Lo que dicen los números y qué comparaciones importan

Observamos una tendencia clara desde septiembre: los alimentos aumentan por encima del promedio del IPC. El reporte recoge variaciones mensuales en alimentos de septiembre a enero de 1,9%, 2,3%, 2,8%, 3,1% y 4,7% (enero, mensual), lo que crea arrastre estadístico para febrero (iProfesional, consultoras citadas). Esta dinámica contradice la expectativa estacional de moderación luego de diciembre y explica por qué el ministro optó por mantener la canasta vigente en lugar de la que proponía Marcos Lavagna.

El debate del IPC no es técnico sólo: es distributivo

La disputa sobre la canasta tiene ganadores y perdedores. La ponderación vigente asigna al rubro alimentos 26,9% del presupuesto familiar frente al 22,7% que proponía la nueva canasta; en vivienda, electricidad y gas la propuesta subía del 9,4% al 14,5% (iProfesional). Mantener la canasta antigua tiende a mostrar una inflación menor cuando los servicios suben fuerte; actualizarla habría reflejado enseguida el impacto de las tarifas. Pero hoy son los alimentos —con alta ponderación en los hogares de menores ingresos— los que más castigan el poder de compra.

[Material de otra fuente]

use crate::config::OracleConfig;
use crate::error::OracleError;
use serde::{Deserialize, Serialize};
use std::future::Future;

/// An external text-translation service.
///
/// One call carries a whole batch; the orchestrator owns prompting and
/// response parsing, so an oracle only moves text back and forth.
pub trait TranslationOracle {
    fn submit(
        &self,
        system_instruction: &str,
        user_prompt: &str,
    ) -> impl Future<Output = Result<String, OracleError>> + Send;
}

/// OpenAI Chat Completion request
#[derive(Debug, Serialize)]
struct ChatRequest<'a> {
    model: &'a str,
    messages: Vec<Message<'a>>,
    #[serde(skip_serializing_if = "Option::is_none")]
    temperature: Option<f32>,
    #[serde(skip_serializing_if = "Option::is_none")]
    reasoning_effort: Option<&'static str>,
}

#[derive(Debug, Serialize)]
struct Message<'a> {
    role: &'static str,
    content: &'a str,
}

#[derive(Debug, Deserialize)]
struct ChatResponse {
    choices: Vec<Choice>,
}

#[derive(Debug, Deserialize)]
struct Choice {
    message: ResponseMessage,
}

#[derive(Debug, Deserialize)]
struct ResponseMessage {
    content: Option<String>,
}

/// Check if a model is a reasoning model that doesn't support temperature
fn is_reasoning_model(model: &str) -> bool {
    model.starts_with("gpt-5")
        || model.starts_with("o1")
        || model.starts_with("o3")
        || model.starts_with("o4")
}

/// Oracle backed by an OpenAI-compatible chat completions endpoint.
#[derive(Debug, Clone)]
pub struct OpenAiOracle {
    client: reqwest::Client,
    config: OracleConfig,
}

impl OpenAiOracle {
    pub fn new(config: OracleConfig) -> Result<Self, OracleError> {
        let client = reqwest::Client::builder()
            .timeout(config.timeout)
            .build()
            .map_err(|e| OracleError::Network(e.to_string()))?;
        Ok(Self { client, config })
    }

    fn request<'a>(&'a self, system_instruction: &'a str, user_prompt: &'a str) -> ChatRequest<'a> {
        // Reasoning models don't support temperature - use reasoning_effort instead
        let is_reasoning = is_reasoning_model(&self.config.model);
        ChatRequest {
            model: &self.config.model,
            messages: vec![
                Message {
                    role: "system",
                    content: system_instruction,
                },
                Message {
                    role: "user",
                    content: user_prompt,
                },
            ],
            temperature: if is_reasoning {
                None
            } else {
                Some(self.config.temperature)
            },
            reasoning_effort: if is_reasoning { Some("low") } else { None },
        }
    }
}

impl TranslationOracle for OpenAiOracle {
    async fn submit(&self, system_instruction: &str, user_prompt: &str) -> Result<String, OracleError> {
        let request = self.request(system_instruction, user_prompt);

        let response = self
            .client
            .post(&self.config.api_url)
            .header("Authorization", format!("Bearer {}", self.config.api_key))
            .header("Content-Type", "application/json")
            .json(&request)
            .send()
            .await
            .map_err(|e| {
                if e.is_timeout() {
                    OracleError::Timeout(self.config.timeout)
                } else {
                    OracleError::Network(e.to_string())
                }
            })?;

        let status = response.status();
        if !status.is_success() {
            let body = response
                .text()
                .await
                .unwrap_or_else(|e| format!("<failed to read body: {}>", e));
            let status = status.as_u16();
            return Err(match status {
                401 | 403 => OracleError::Auth { status, body },
                _ => OracleError::Status { status, body },
            });
        }

        let chat_response: ChatResponse = response
            .json()
            .await
            .map_err(|e| OracleError::Decode(e.to_string()))?;

        chat_response
            .choices
            .into_iter()
            .next()
            .and_then(|choice| choice.message.content)
            .filter(|content| !content.trim().is_empty())
            .ok_or(OracleError::EmptyResponse)
    }
}

#[cfg(test)]
mod tests {
    use super::*;
    use std::time::Duration;
    use wiremock::{
        matchers::{body_partial_json, header, method, path},
        Mock, MockServer, ResponseTemplate,
    };

    fn create_test_config(api_url: &str, model: &str) -> OracleConfig {
        OracleConfig {
            api_key: "test-openai-key".to_string(),
            model: model.to_string(),
            api_url: api_url.to_string(),
            temperature: 0.3,
            timeout: Duration::from_secs(5),
        }
    }

    fn create_openai_response(content: &str) -> serde_json::Value {
        serde_json::json!({
            "id": "chatcmpl-123",
            "object": "chat.completion",
            "choices": [
                {
                    "index": 0,
                    "message": {
                        "role": "assistant",
                        "content": content
                    },
                    "finish_reason": "stop"
                }
            ]
        })
    }

    async fn oracle_for(mock_server: &MockServer, model: &str) -> OpenAiOracle {
        let config = create_test_config(
            &format!("{}/v1/chat/completions", mock_server.uri()),
            model,
        );
        OpenAiOracle::new(config).unwrap()
    }

    #[test]
    fn test_is_reasoning_model() {
        assert!(is_reasoning_model("gpt-5-mini"));
        assert!(is_reasoning_model("o1-preview"));
        assert!(is_reasoning_model("o3"));
        assert!(is_reasoning_model("o4-mini"));
        assert!(!is_reasoning_model("gpt-4.1-mini"));
        assert!(!is_reasoning_model("gpt-4o"));
    }

    #[test]
    fn test_request_serialization() {
        let oracle = OpenAiOracle::new(create_test_config("http://unused", "gpt-4.1-mini")).unwrap();
        let json = serde_json::to_string(&oracle.request("sys", "user")).unwrap();

        assert!(json.contains("gpt-4.1-mini"));
        assert!(json.contains("0.3"));
        assert!(json.contains(r#""role":"system""#));
        assert!(json.contains(r#""role":"user""#));
        assert!(!json.contains("reasoning_effort"));
    }

    #[test]
    fn test_request_serialization_reasoning_model() {
        let oracle = OpenAiOracle::new(create_test_config("http://unused", "gpt-5-mini")).unwrap();
        let json = serde_json::to_string(&oracle.request("sys", "user")).unwrap();

        assert!(json.contains(r#""reasoning_effort":"low""#));
        assert!(!json.contains("temperature"));
    }

    #[tokio::test]
    async fn test_submit_success() {
        let mock_server = MockServer::start().await;

        Mock::given(method("POST"))
            .and(path("/v1/chat/completions"))
            .and(header("Authorization", "Bearer test-openai-key"))
            .and(body_partial_json(serde_json::json!({
                "model": "gpt-4.1-mini",
                "messages": [
                    {"role": "system", "content": "Translate to French."},
                    {"role": "user", "content": "1. Save changes"}
                ]
            })))
            .respond_with(
                ResponseTemplate::new(200)
                    .set_body_json(create_openai_response("1. Enregistrer les modifications")),
            )
            .expect(1)
            .mount(&mock_server)
            .await;

        let oracle = oracle_for(&mock_server, "gpt-4.1-mini").await;
        let result = oracle
            .submit("Translate to French.", "1. Save changes")
            .await
            .unwrap();

        assert_eq!(result, "1. Enregistrer les modifications");
    }

    #[tokio::test]
    async fn test_submit_auth_failure_is_fatal() {
        let mock_server = MockServer::start().await;

        Mock::given(method("POST"))
            .respond_with(
                ResponseTemplate::new(401)
                    .set_body_string(r#"{"error": {"message": "Invalid API key"}}"#),
            )
            .mount(&mock_server)
            .await;

        let oracle = oracle_for(&mock_server, "gpt-4.1-mini").await;
        let err = oracle.submit("sys", "user").await.unwrap_err();

        assert!(matches!(err, OracleError::Auth { status: 401, .. }));
        assert!(err.is_fatal());
    }

    #[tokio::test]
    async fn test_submit_server_error_is_retryable() {
        let mock_server = MockServer::start().await;

        Mock::given(method("POST"))
            .respond_with(ResponseTemplate::new(503).set_body_string("Service unavailable"))
            .mount(&mock_server)
            .await;

        let oracle = oracle_for(&mock_server, "gpt-4.1-mini").await;
        let err = oracle.submit("sys", "user").await.unwrap_err();

        assert!(matches!(err, OracleError::Status { status: 503, .. }));
        assert!(err.is_retryable());
        assert!(err.to_string().contains("Service unavailable"));
    }

    #[tokio::test]
    async fn test_submit_empty_choices() {
        let mock_server = MockServer::start().await;

        Mock::given(method("POST"))
            .respond_with(
                ResponseTemplate::new(200).set_body_json(serde_json::json!({ "choices": [] })),
            )
            .mount(&mock_server)
            .await;

        let oracle = oracle_for(&mock_server, "gpt-4.1-mini").await;
        let err = oracle.submit("sys", "user").await.unwrap_err();

        assert!(matches!(err, OracleError::EmptyResponse));
    }

    #[tokio::test]
    async fn test_submit_malformed_body() {
        let mock_server = MockServer::start().await;

        Mock::given(method("POST"))
            .respond_with(ResponseTemplate::new(200).set_body_string("not json"))
            .mount(&mock_server)
            .await;

        let oracle = oracle_for(&mock_server, "gpt-4.1-mini").await;
        let err = oracle.submit("sys", "user").await.unwrap_err();

        assert!(matches!(err, OracleError::Decode(_)));
    }

    #[tokio::test]
    async fn test_submit_client_timeout() {
        let mock_server = MockServer::start().await;

        Mock::given(method("POST"))
            .respond_with(
                ResponseTemplate::new(200)
                    .set_body_json(create_openai_response("late"))
                    .set_delay(Duration::from_secs(2)),
            )
            .mount(&mock_server)
            .await;

        let mut config = create_test_config(
            &format!("{}/v1/chat/completions", mock_server.uri()),
            "gpt-4.1-mini",
        );
        config.timeout = Duration::from_millis(200);
        let oracle = OpenAiOracle::new(config).unwrap();

        let err = oracle.submit("sys", "user").await.unwrap_err();
        assert!(matches!(err, OracleError::Timeout(_)));
    }
}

La carne: oferta, precios y comercio exterior

La presión sobre la carne tiene causas estructurales. El consumo per cápita efectivo es de 49,9 kg anuales, 35% por debajo de los 63,9 kg de 2004, pero la canasta del Indec sigue con ponderaciones antiguas (iProfesional). El rodeo vacuno registró alrededor de 51 millones de cabezas versus 54 millones en 2022; por ciclos biológicos, la recomposición puede tardar al menos cuatro años (iProfesional). En el Mercado de Cañuelas el novillito cotiza cerca de $5.000 por kilo vivo, un 42% por encima de octubre y 25% más que en diciembre (iProfesional), lo que anticipa precios altos en la carne al menos durante el próximo par de años. Además, la apertura de cuotas externas —100.000 toneladas exentas a EE.UU. y exportaciones proyectadas de ~810.000 toneladas— limita la oferta interna y empuja precios hacia el exterior (iProfesional).

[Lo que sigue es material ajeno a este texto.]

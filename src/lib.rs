//! Extract UI strings from a source tree into keyed CSV templates, fill the
//! target languages through a batch translation oracle, and publish the
//! resulting files to object storage.

pub mod config;
pub mod error;
pub mod extract;
pub mod i18n;
pub mod oracle;
pub mod orchestrator;
pub mod report;
pub mod retry;
pub mod storage;
pub mod store;
pub mod tabular;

Tarifas, subsidios y la cuenta fiscal que recae en hogares

Caputo acertó al identificar que el “cambio de precios relativos” no está completado: los recortes de subsidios ya impactan facturas. El rubro subsidios aún representa cerca del 6% del gasto presupuestario (iProfesional) y la recaudación mostró en enero la sexta caída consecutiva medida en variación interanual real, según ARCA (citado por iProfesional). Traducido: hay menos margen fiscal, lo que empuja a desplazar costos hacia tarifas y, por ende, a subir precios regulados. Ese traslado golpea con más fuerza a los hogares con ingresos fijos y erosiona salarios reales.

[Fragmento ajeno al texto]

//! Language registry: the set of languages a pipeline run knows about.
//!
//! The registry is an ordinary immutable value. Binaries build one with
//! `LanguageRegistry::default()` and hand it to the components that need it,
//! so tests can run with their own language sets side by side.

use super::Language;
use crate::error::ConfigError;

#[derive(Debug, Clone)]
pub struct LanguageRegistry {
    languages: Vec<Language>,
    canonical: usize,
}

impl LanguageRegistry {
    /// Build a registry from an explicit list of languages.
    ///
    /// # Arguments
    /// * `languages` - Every supported language, in CSV column order
    ///
    /// # Returns
    /// * `Ok(LanguageRegistry)` when exactly one language is canonical and all
    ///   codes are unique
    /// * `Err(ConfigError::Invalid)` otherwise
    pub fn new(languages: Vec<Language>) -> Result<Self, ConfigError> {
        let canonical: Vec<usize> = languages
            .iter()
            .enumerate()
            .filter(|(_, lang)| lang.is_canonical())
            .map(|(i, _)| i)
            .collect();

        let canonical = match canonical.as_slice() {
            [index] => *index,
            _ => {
                return Err(ConfigError::Invalid {
                    var: "languages",
                    value: format!("{} canonical languages, expected 1", canonical.len()),
                })
            }
        };

        for (i, lang) in languages.iter().enumerate() {
            if languages[..i].iter().any(|other| other.code() == lang.code()) {
                return Err(ConfigError::Invalid {
                    var: "languages",
                    value: format!("duplicate code '{}'", lang.code()),
                });
            }
        }

        Ok(Self {
            languages,
            canonical,
        })
    }

    /// Get a language by its code.
    ///
    /// # Returns
    /// * `Ok(&Language)` if the language exists
    /// * `Err(ConfigError::UnknownLanguage)` if it is not registered
    pub fn get(&self, code: &str) -> Result<&Language, ConfigError> {
        self.languages
            .iter()
            .find(|lang| lang.code() == code)
            .ok_or_else(|| ConfigError::UnknownLanguage(code.to_string()))
    }

    pub fn canonical(&self) -> &Language {
        &self.languages[self.canonical]
    }

    /// All non-canonical languages, in registry order.
    pub fn targets(&self) -> Vec<&Language> {
        self.languages
            .iter()
            .filter(|lang| !lang.is_canonical())
            .collect()
    }

    /// Resolve a comma-separated list such as `"es,fr"` into target languages.
    ///
    /// Whitespace around codes and empty entries are ignored, and the result
    /// keeps the order of the input.
    ///
    /// # Arguments
    /// * `codes` - Language codes as given on the command line
    ///
    /// # Returns
    /// * `Ok(Vec<Language>)` with one entry per listed code
    /// * `Err(ConfigError::UnknownLanguage)` for a code the registry lacks
    /// * `Err(ConfigError::Invalid)` if the canonical language is listed
    pub fn parse_targets(&self, codes: &str) -> Result<Vec<Language>, ConfigError> {
        codes
            .split(',')
            .map(str::trim)
            .filter(|code| !code.is_empty())
            .map(|code| {
                let lang = self.get(code)?;
                if lang.is_canonical() {
                    return Err(ConfigError::Invalid {
                        var: "languages",
                        value: format!("'{}' is the source language", code),
                    });
                }
                Ok(lang.clone())
            })
            .collect()
    }
}

impl Default for LanguageRegistry {
    /// English source with Spanish, French and Arabic targets.
    fn default() -> Self {
        Self {
            languages: vec![
                Language::new("en", "English").canonical(),
                Language::new("es", "Spanish"),
                Language::new("fr", "French"),
                Language::new("ar", "Arabic")
                    .with_prompt_name("Modern Standard Arabic (العربية الفصحى)"),
            ],
            canonical: 0,
        }
    }
}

Qué implica para salarios, empleo y política económica

Vemos que la combinación alimentos- tarifas es un doble golpe sobre la demanda interna. Desde nuestra perspectiva, salarizar la recuperación —es decir, consolidar aumentos básicos y evitar que las sumas temporales sustituyan aumentos estructurales— es clave para sostener consumo y empleo. Reducciones de subsidios no acompañadas de protección focalizada y de ingresos reales fuertes pueden profundizar la caída del consumo, aumentar despidos en sectores ligados al mercado interno y agravar la desigualdad.

Recomendaciones y cierre

Para moderar la inflación sin sacrificar demanda proponemos: 1) modular los recortes de subsidios con compensaciones focalizadas para los hogares vulnerables; 2) usar la política comercial de manera selectiva para contener precios relevantes (por ejemplo, importaciones temporales de cortes o complementos desde Brasil/Uruguay, con control sanitario y protección de la producción local); 3) priorizar acuerdos salariales que consoliden ingresos básicos en lugar de alivios transitorios. Caputo puede ganar en claridad técnica evitando manipulaciones estadístiques, pero la política debe preservar el ingreso y el empleo: la competitividad auténtica se construye con productividad, no con salarios licuados.